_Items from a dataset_
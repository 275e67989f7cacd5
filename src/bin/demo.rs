use simple_rdb::core::db::{Database, StorageType};
use simple_rdb::core::sql::TableFormatter;

fn main() {
    // 使用内存存储，不影响数据目录
    let mut db = Database::new(StorageType::Memory);

    let setup = "
        CREATE DATABASE shop;
        USE shop;
        CREATE TABLE Users (id INT PRIMARY KEY, name VARCHAR(20), age INT, active BIT);
        CREATE TABLE Orders (order_id INT PRIMARY KEY, user_id INT, total FLOAT);
        CREATE INDEX idx_users_name ON Users (name);
        INSERT INTO Users VALUES (1, 'Ann', 30, 1), (2, 'Bob', 25, 0), (3, NULL, 41, 1);
        INSERT INTO Orders VALUES (10, 1, 12.5), (11, 3, 99.0);
        GO
    ";

    println!("\n=== 初始化示例数据 ===");
    run(&mut db, setup);

    let queries = [
        "SELECT * FROM Users WHERE age > 25",
        "SELECT name FROM Users WHERE 30 >= age AND name = 'Bob'",
        "SELECT u.name, o.total FROM Users u JOIN Orders o ON u.id = o.user_id",
        "SELECT COUNT(*), COUNT(name), MAX(age) FROM Users",
        "SELECT MAX(active) FROM Users",
        "SELECT id FROM Users WHERE id = user_id",
        "DELETE FROM Users WHERE id = 2; SELECT COUNT(*) FROM Users",
    ];

    for sql in queries {
        println!("\n执行: {}", sql);
        run(&mut db, sql);
    }
}

fn run(db: &mut Database, sql: &str) {
    match db.execute_sql(sql) {
        Ok(results) => {
            for result in &results {
                print!("{}", TableFormatter::format_result(result));
            }
        }
        Err(e) => println!("执行失败: {}", db.format_error(&e)),
    }
}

_AIM OF THE EXERCISE_
The lines from the one containing "Users WHERE age" through the end of the data are to be copied exactly, the first and last of them included.

_REPLY TO THE TASK_
        "SELECT * FROM Users WHERE age > 25",
        "SELECT name FROM Users WHERE 30 >= age AND name = 'Bob'",
        "SELECT u.name, o.total FROM Users u JOIN Orders o ON u.id = o.user_id",
        "SELECT COUNT(*), COUNT(name), MAX(age) FROM Users",
        "SELECT MAX(active) FROM Users",
        "SELECT id FROM Users WHERE id = user_id",
        "DELETE FROM Users WHERE id = 2; SELECT COUNT(*) FROM Users",
    ];

    for sql in queries {
        println!("\n执行: {}", sql);
        run(&mut db, sql);
    }
}

fn run(db: &mut Database, sql: &str) {
    match db.execute_sql(sql) {
        Ok(results) => {
            for result in &results {
                print!("{}", TableFormatter::format_result(result));
            }
        }
        Err(e) => println!("执行失败: {}", db.format_error(&e)),
    }
}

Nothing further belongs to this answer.